Sex and Quality of Life
I love it when I have a title that I know will grab your attention! Today's news is a short article from Reuters about a study from Scotland that suggests that older people who continue to have an intimate relationship have a higher quality of life. This study did not only focus on individuals with a cancer history, but I am completely certain that the same findings would apply.
I suspect that the improved QOL (quality of life) is not specifically focused on sex itself or how many orgasms/month someone experiences. It has more to do with intimacy, feeling loving and loved, being close. The study, as you will see, asked about a range of behaviors, not just intercourse. This study was also limited to people 65 or over, but I know that the same results would old for younger people, too. Keeping with this broader focus, I am even more certain of the importance of these feelings to people with cancer or a history of cancer. We may need reassurance that we are still desirable, manly or womanly. We may need the safety of a loving relationship and the feeling that we are not alone in this world. When I shared this study with some others, one woman immediately suggested that we try to do something similar in the Boston area and volunteered to participate.
Here is the start and a link to read more:
For seniors, sexual activity is linked to higher quality of life
(Reuters Health) - Older adults who value sexual activity and engage in it have better social
lives and psychological well-being, according to a small study in Scotland
by Madeline Kennedy •
Older adults who value sexual activity and engage in it have better social lives and
psychological well-being, according to a small study in Scotland
Older adults said "they miss and want to engage in sexual behaviors, whether that be a kiss to intercourse," said study coauthor Taylor-Jane Flynn in an email. "For many, these behaviors remained an important element in their life."

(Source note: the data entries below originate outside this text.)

use std::sync::Arc;

use geocoder::{
    Branch, CancelFlag, CollectingPreRanker, FeatureId, FeatureRecord,
    Geocoder, GeocoderConfig, MemoryShardData, MemorySource, Mode, Never,
    Point, PreRankingInfo, QueryParams, Rect, SearchType, ShardInfo,
    TokenRange, TokenType, TraceEvent, Tracer,
};

const WORLD: u32 = 0;
const FRANCE: u32 = 1;
const UK: u32 = 2;

const PARIS: FeatureId = FeatureId { shard: WORLD, feature: 2 };
const CHAMPS_ELYSEES: FeatureId = FeatureId { shard: FRANCE, feature: 10 };
const NUMBER_5: FeatureId = FeatureId { shard: FRANCE, feature: 11 };
const HYDE_PARK: FeatureId = FeatureId { shard: UK, feature: 20 };
const DOWNING_STREET_10: FeatureId = FeatureId { shard: UK, feature: 21 };

fn shards() -> Vec<MemoryShardData> {
    let world = MemoryShardData::new(ShardInfo::world(
        WORLD,
        "World",
        Rect::new(-1e7, -1e7, 1e7, 1e7),
    ))
    .with_feature(
        FeatureRecord::new(1, SearchType::Country, Point::new(0.0, 0.0))
            .with_name("France"),
    )
    .with_feature(
        FeatureRecord::new(2, SearchType::City, Point::new(0.0, 0.0))
            .with_name("Paris")
            .with_population(2_000_000),
    )
    .with_feature(
        FeatureRecord::new(3, SearchType::City, Point::new(1e6, 0.0))
            .with_name("London")
            .with_population(8_000_000),
    )
    .with_boundary(2, Rect::new(-5_000.0, -5_000.0, 5_000.0, 5_000.0))
    .with_boundary(3, Rect::new(995_000.0, -5_000.0, 1_005_000.0, 5_000.0));

    let france = MemoryShardData::new(ShardInfo::country(
        FRANCE,
        "France",
        Rect::new(-5e5, -5e5, 5e5, 5e5),
    ))
    .with_affiliation("France")
    .with_feature(
        FeatureRecord::new(10, SearchType::Street, Point::new(100.0, 100.0))
            .with_name("Avenue des Champs-Elysees")
            .with_postcode("75008"),
    )
    .with_feature(
        FeatureRecord::new(11, SearchType::Building, Point::new(110.0, 110.0))
            .with_house_number("5")
            .with_postcode("75008"),
    )
    .with_feature(
        FeatureRecord::new(12, SearchType::Building, Point::new(120.0, 120.0))
            .with_house_number("7"),
    )
    .with_link(11, 10)
    .with_link(12, 10);

    let uk = MemoryShardData::new(ShardInfo::country(
        UK,
        "United Kingdom",
        Rect::new(5e5, -5e5, 1.5e6, 5e5),
    ))
    .with_affiliation("United Kingdom")
    .with_feature(
        FeatureRecord::new(
            20,
            SearchType::Unclassified,
            Point::new(1_000_100.0, 100.0),
        )
        .with_name("Hyde Park"),
    )
    .with_feature(
        FeatureRecord::new(
            21,
            SearchType::Building,
            Point::new(1_000_200.0, 100.0),
        )
        .with_postcode("SW1A 2AA"),
    );

    vec![world, france, uk]
}

fn paris_pivot() -> Rect {
    Rect::new(-1_000.0, -1_000.0, 1_000.0, 1_000.0)
}

fn london_pivot() -> Rect {
    Rect::new(999_000.0, -1_000.0, 1_001_000.0, 1_000.0)
}

fn geocoder() -> Geocoder {
    Geocoder::new(
        Arc::new(MemorySource::new(shards())),
        GeocoderConfig::default(),
    )
}

fn run(query: &str) -> Vec<PreRankingInfo> {
    run_around(query, paris_pivot())
}

fn run_around(query: &str, pivot: Rect) -> Vec<PreRankingInfo> {
    let params = QueryParams::parse(query, pivot);
    let mut ranker = CollectingPreRanker::new(20);
    let stats = geocoder().go(&params, &mut ranker, &Never, None).unwrap();
    assert!(!stats.cancelled);
    assert!(ranker.is_finished());
    ranker.into_results()
}

fn find(results: &[PreRankingInfo], feature: FeatureId) -> &PreRankingInfo {
    results
        .iter()
        .find(|r| r.feature == feature)
        .unwrap_or_else(|| panic!("{feature:?} not emitted: {results:#?}"))
}

#[test]
fn single_city_token() {
    let results = run("Paris ");

    assert_eq!(results.len(), 1);
    let paris = &results[0];
    assert_eq!(paris.feature, PARIS);
    assert_eq!(paris.search_type, SearchType::City);
    assert!(paris.all_tokens_used);
    assert!(paris.exact_match);
    assert_eq!(
        paris.token_range(SearchType::City),
        Some(TokenRange::new(0, 1))
    );
}

#[test]
fn house_number_on_street() {
    let tracer = Tracer::new();
    let params =
        QueryParams::parse("5 avenue des champs-elysees", paris_pivot());
    let mut ranker = CollectingPreRanker::new(20);
    geocoder()
        .go(&params, &mut ranker, &Never, Some(&tracer))
        .unwrap();
    let results = ranker.into_results();

    let building = find(&results, NUMBER_5);
    assert_eq!(building.search_type, SearchType::Building);
    assert!(building.all_tokens_used);
    assert!(building.exact_match);
    assert_eq!(
        building.token_range(SearchType::Building),
        Some(TokenRange::new(0, 1))
    );
    assert_eq!(
        building.token_range(SearchType::Street),
        Some(TokenRange::new(1, 4))
    );
    assert!(
        results.iter().all(|r| r.feature.feature != 12),
        "house 7 must not match"
    );

    let provenance = tracer.provenance();
    let emitted = provenance
        .iter()
        .find(|p| p.feature == NUMBER_5)
        .unwrap();
    assert!(emitted.branches.contains(&Branch::FindPaths));
    assert_eq!(
        emitted.tokens,
        vec![
            Some(TokenType::Search(SearchType::Building)),
            Some(TokenType::Search(SearchType::Street)),
            Some(TokenType::Search(SearchType::Street)),
            Some(TokenType::Search(SearchType::Street)),
        ]
    );
}

#[test]
fn postcode_restricts_city_search() {
    let results = run("75008 paris ");

    let mut features: Vec<FeatureId> =
        results.iter().map(|r| r.feature).collect();
    features.sort();
    assert_eq!(features, vec![CHAMPS_ELYSEES, NUMBER_5]);

    for result in &results {
        assert_eq!(result.city, Some(PARIS));
        assert!(result.all_tokens_used);
        assert_eq!(
            result.token_range(TokenType::Postcode),
            Some(TokenRange::new(0, 1))
        );
        assert_eq!(
            result.token_range(SearchType::City),
            Some(TokenRange::new(1, 2))
        );
    }
    assert_eq!(find(&results, CHAMPS_ELYSEES).search_type, SearchType::Street);
    assert_eq!(find(&results, NUMBER_5).search_type, SearchType::Building);
}

#[test]
fn postcode_and_street_apart_still_find_the_building() {
    let results = run("75008 paris champs-elysees ");

    let mut features: Vec<FeatureId> =
        results.iter().map(|r| r.feature).collect();
    features.sort();
    assert_eq!(features, vec![CHAMPS_ELYSEES, NUMBER_5]);

    let building = find(&results, NUMBER_5);
    assert_eq!(building.search_type, SearchType::Building);
    assert!(building.all_tokens_used);
    assert!(building.exact_match);
    assert_eq!(building.city, Some(PARIS));
    assert_eq!(
        building.token_range(TokenType::Postcode),
        Some(TokenRange::new(0, 1))
    );
    assert_eq!(
        building.token_range(SearchType::Street),
        Some(TokenRange::new(2, 3))
    );
}

#[test]
fn multi_token_postcode() {
    for query in ["sw1a 2aa ", "sw1a2aa "] {
        let results = run_around(query, london_pivot());

        assert_eq!(results.len(), 1, "{query}: {results:#?}");
        let house = &results[0];
        assert_eq!(house.feature, DOWNING_STREET_10);
        assert_eq!(house.search_type, SearchType::Building);
        assert!(house.all_tokens_used);
        let tokens = query.split_whitespace().count();
        assert_eq!(
            house.token_range(TokenType::Postcode),
            Some(TokenRange::new(0, tokens))
        );
    }
}

#[test]
fn cancellation_after_region_matching_unwinds_the_context() {
    let tracer = Tracer::new();
    let cancel = || tracer.has_left(Branch::MatchRegions);
    let params = QueryParams::parse("paris ", paris_pivot());
    let mut ranker = CollectingPreRanker::new(20);

    let stats = geocoder()
        .go(&params, &mut ranker, &cancel, Some(&tracer))
        .unwrap();
    assert!(stats.cancelled);
    assert!(ranker.is_finished());

    let events = tracer.events();
    let cancelled_at = events
        .iter()
        .position(|e| *e == TraceEvent::Leave(Branch::MatchRegions))
        .unwrap();
    assert!(
        events[..cancelled_at]
            .iter()
            .any(|e| matches!(e, TraceEvent::Emit(_))),
        "region matching emits before the cancellation point"
    );
    assert!(
        !events[cancelled_at..]
            .iter()
            .any(|e| matches!(e, TraceEvent::Emit(_))),
        "no emission after cancellation"
    );

    let done: Vec<&TraceEvent> = events
        .iter()
        .filter(|e| matches!(e, TraceEvent::ShardDone { .. }))
        .collect();
    assert_eq!(
        done,
        vec![&TraceEvent::ShardDone {
            shard: WORLD,
            residual_layers: 0,
            residual_marks: 0,
        }]
    );
    assert_eq!(ranker.results()[0].feature, PARIS);
}

#[test]
fn cancelled_before_start_emits_nothing() {
    let flag = CancelFlag::new();
    flag.cancel();
    let params = QueryParams::parse("paris ", paris_pivot());
    let mut ranker = CollectingPreRanker::new(20);

    let stats = geocoder().go(&params, &mut ranker, &flag, None).unwrap();
    assert!(stats.cancelled);
    assert_eq!(stats.shards_processed, 0);
    assert!(ranker.results().is_empty());
    assert!(ranker.is_finished());
}

#[test]
fn runs_are_deterministic() {
    let params =
        QueryParams::parse("5 avenue des champs-elysees", paris_pivot());
    let mut geocoder = geocoder();

    let mut first = CollectingPreRanker::new(20);
    geocoder.go(&params, &mut first, &Never, None).unwrap();
    geocoder.clear_caches();
    let mut second = CollectingPreRanker::new(20);
    geocoder.go(&params, &mut second, &Never, None).unwrap();

    assert!(!first.results().is_empty());
    assert_eq!(first.results(), second.results());
}

#[test]
fn unclassified_needs_adjacent_unused_tokens() {
    let results = run("london hyde park ");
    let park = find(&results, HYDE_PARK);
    assert_eq!(park.search_type, SearchType::Unclassified);
    assert_eq!(
        park.token_range(SearchType::Unclassified),
        Some(TokenRange::new(1, 3))
    );
    assert_eq!(park.token_range(SearchType::City), Some(TokenRange::new(0, 1)));

    let results = run("park london hyde ");
    assert!(
        results
            .iter()
            .all(|r| r.search_type != SearchType::Unclassified),
        "{results:#?}"
    );
}

#[test]
fn viewport_mode_skips_distant_shards() {
    let tracer = Tracer::new();
    let params =
        QueryParams::parse("5 avenue des champs-elysees", paris_pivot())
            .with_mode(Mode::Viewport);
    let mut ranker = CollectingPreRanker::new(20);

    let stats = geocoder()
        .go(&params, &mut ranker, &Never, Some(&tracer))
        .unwrap();

    assert_eq!(stats.shards_processed, 2);
    assert!(tracer.events().contains(&TraceEvent::Enter(Branch::GoInViewport)));
    find(ranker.results(), NUMBER_5);
}

#[test]
fn shards_without_search_index_are_skipped() {
    let mut shards = shards();
    shards[2].info.has_search_index = false;
    let mut geocoder = Geocoder::new(
        Arc::new(MemorySource::new(shards)),
        GeocoderConfig::default(),
    );
    let params = QueryParams::parse("london hyde park ", paris_pivot());
    let mut ranker = CollectingPreRanker::new(20);

    let stats = geocoder.go(&params, &mut ranker, &Never, None).unwrap();

    assert_eq!(stats.shards_skipped, 1);
    assert!(ranker.results().iter().all(|r| r.feature != HYDE_PARK));
}

#[test]
fn fixtures_and_config_load_from_disk() {
    let tmp = tempfile::tempdir().unwrap();
    let source_path = tmp.path().join("shards.json");
    let config_path = tmp.path().join("geocoder.json");
    std::fs::write(
        &source_path,
        serde_json::json!({ "shards": shards() }).to_string(),
    )
    .unwrap();
    std::fs::write(&config_path, r#"{"max_num_cities": 1}"#).unwrap();

    let source = MemorySource::from_path(&source_path).unwrap();
    let config = GeocoderConfig::resolve(Some(&config_path)).unwrap();
    assert_eq!(config.max_num_cities, 1);

    let mut geocoder = Geocoder::new(Arc::new(source), config);
    let params = QueryParams::parse("paris ", paris_pivot());
    let mut ranker = CollectingPreRanker::new(20);
    geocoder.go(&params, &mut ranker, &Never, None).unwrap();

    assert_eq!(ranker.results().len(), 1);
    assert_eq!(ranker.results()[0].feature, PARIS);
}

Flynn, a psychology PhD candidate at Glasgow Caledonian University, said the study was inspired by her work as a health care assistant for elderly people.
Although quality of life is a key consideration for older adults, sexuality is rarely studied, write Flynn and Alan
Gow, an associate professor of psychology at Heriot-Watt University in Edinburgh, in the journal Age and Ageing.
The researchers recruited 133 Scottish adults aged 65 and over by distributing questionnaires at local clubs, small businesses and older people’s groups.
About half the participants lived with a spouse or partner.